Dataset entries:
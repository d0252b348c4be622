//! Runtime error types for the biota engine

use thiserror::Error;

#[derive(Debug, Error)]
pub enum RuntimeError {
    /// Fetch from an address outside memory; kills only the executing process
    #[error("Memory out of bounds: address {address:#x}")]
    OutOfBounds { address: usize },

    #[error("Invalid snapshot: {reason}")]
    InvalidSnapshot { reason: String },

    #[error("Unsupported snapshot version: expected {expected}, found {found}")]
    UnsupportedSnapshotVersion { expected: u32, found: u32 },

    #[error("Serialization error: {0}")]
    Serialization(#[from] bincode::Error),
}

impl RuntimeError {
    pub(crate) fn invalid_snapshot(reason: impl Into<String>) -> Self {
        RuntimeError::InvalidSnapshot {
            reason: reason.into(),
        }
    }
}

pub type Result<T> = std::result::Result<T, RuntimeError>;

* * *

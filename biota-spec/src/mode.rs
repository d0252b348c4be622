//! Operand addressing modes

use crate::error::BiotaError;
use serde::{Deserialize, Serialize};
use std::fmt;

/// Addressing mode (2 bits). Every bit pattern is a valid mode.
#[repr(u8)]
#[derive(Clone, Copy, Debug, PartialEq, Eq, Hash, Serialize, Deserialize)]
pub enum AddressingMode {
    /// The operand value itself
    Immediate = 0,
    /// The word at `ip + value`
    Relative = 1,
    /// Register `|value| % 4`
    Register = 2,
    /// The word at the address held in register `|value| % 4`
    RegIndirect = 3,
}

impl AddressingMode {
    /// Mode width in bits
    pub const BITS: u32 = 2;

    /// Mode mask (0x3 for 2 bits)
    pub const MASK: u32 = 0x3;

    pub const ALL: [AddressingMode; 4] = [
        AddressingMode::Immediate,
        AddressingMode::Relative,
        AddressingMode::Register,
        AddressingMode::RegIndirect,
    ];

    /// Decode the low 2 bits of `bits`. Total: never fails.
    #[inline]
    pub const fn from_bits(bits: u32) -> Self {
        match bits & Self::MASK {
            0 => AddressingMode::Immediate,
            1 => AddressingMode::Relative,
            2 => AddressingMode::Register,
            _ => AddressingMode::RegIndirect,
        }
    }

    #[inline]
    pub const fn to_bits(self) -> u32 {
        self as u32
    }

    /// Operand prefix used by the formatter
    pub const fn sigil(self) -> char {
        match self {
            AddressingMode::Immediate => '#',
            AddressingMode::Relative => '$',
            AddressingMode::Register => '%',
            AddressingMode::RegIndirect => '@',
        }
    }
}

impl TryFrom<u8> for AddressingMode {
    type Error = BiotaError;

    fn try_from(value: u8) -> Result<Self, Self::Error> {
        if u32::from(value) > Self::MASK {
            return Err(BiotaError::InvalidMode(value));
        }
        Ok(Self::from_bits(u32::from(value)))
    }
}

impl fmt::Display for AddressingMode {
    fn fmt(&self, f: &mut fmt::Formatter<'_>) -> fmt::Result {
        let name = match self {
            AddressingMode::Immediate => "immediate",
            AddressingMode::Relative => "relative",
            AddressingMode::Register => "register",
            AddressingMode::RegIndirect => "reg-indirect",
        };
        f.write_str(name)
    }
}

Task statement: Copy out every line of the records that the string "RuntimeError" appears in.

Your response:
pub enum RuntimeError {
impl RuntimeError {
        RuntimeError::InvalidSnapshot {
pub type Result<T> = std::result::Result<T, RuntimeError>;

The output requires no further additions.